*DATA TO PROCESS*
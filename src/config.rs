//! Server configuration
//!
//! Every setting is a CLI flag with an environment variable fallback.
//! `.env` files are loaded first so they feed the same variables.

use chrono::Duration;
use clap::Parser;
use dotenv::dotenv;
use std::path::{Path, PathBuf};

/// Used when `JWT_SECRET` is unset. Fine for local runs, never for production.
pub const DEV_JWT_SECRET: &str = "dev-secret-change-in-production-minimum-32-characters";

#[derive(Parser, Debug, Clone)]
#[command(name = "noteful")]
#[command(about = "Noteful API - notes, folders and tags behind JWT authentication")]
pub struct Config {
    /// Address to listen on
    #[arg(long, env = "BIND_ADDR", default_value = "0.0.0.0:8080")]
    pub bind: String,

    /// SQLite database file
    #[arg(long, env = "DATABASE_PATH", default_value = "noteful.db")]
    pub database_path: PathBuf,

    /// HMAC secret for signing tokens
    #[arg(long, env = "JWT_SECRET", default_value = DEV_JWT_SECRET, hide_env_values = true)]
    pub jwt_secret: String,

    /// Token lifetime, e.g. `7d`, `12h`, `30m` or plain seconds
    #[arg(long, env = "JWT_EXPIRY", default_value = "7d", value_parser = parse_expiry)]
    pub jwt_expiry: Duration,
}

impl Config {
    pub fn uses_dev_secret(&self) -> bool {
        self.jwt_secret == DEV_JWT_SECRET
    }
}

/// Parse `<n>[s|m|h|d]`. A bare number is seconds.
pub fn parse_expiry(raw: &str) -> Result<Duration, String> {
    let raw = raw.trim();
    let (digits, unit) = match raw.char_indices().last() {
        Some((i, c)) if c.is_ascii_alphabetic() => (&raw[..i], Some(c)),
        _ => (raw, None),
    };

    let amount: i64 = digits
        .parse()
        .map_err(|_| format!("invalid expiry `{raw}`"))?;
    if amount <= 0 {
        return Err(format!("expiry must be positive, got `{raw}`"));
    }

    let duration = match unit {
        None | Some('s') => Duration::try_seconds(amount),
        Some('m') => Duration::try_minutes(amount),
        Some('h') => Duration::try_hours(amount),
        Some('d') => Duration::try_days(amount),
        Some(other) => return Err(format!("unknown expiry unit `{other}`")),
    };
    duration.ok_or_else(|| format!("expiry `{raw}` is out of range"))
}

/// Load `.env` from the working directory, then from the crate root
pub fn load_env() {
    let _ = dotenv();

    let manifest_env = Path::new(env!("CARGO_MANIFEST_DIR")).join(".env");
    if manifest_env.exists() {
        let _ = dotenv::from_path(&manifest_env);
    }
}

*TO DO*
Reproducing the whole listing above is not the task. Copy exactly only the lines from the one with "to listen on" to the one with "if amount <= 0", both kept.

*WRITTEN REPLY*
    /// Address to listen on
    #[arg(long, env = "BIND_ADDR", default_value = "0.0.0.0:8080")]
    pub bind: String,

    /// SQLite database file
    #[arg(long, env = "DATABASE_PATH", default_value = "noteful.db")]
    pub database_path: PathBuf,

    /// HMAC secret for signing tokens
    #[arg(long, env = "JWT_SECRET", default_value = DEV_JWT_SECRET, hide_env_values = true)]
    pub jwt_secret: String,

    /// Token lifetime, e.g. `7d`, `12h`, `30m` or plain seconds
    #[arg(long, env = "JWT_EXPIRY", default_value = "7d", value_parser = parse_expiry)]
    pub jwt_expiry: Duration,
}

impl Config {
    pub fn uses_dev_secret(&self) -> bool {
        self.jwt_secret == DEV_JWT_SECRET
    }
}

/// Parse `<n>[s|m|h|d]`. A bare number is seconds.
pub fn parse_expiry(raw: &str) -> Result<Duration, String> {
    let raw = raw.trim();
    let (digits, unit) = match raw.char_indices().last() {
        Some((i, c)) if c.is_ascii_alphabetic() => (&raw[..i], Some(c)),
        _ => (raw, None),
    };

    let amount: i64 = digits
        .parse()
        .map_err(|_| format!("invalid expiry `{raw}`"))?;
    if amount <= 0 {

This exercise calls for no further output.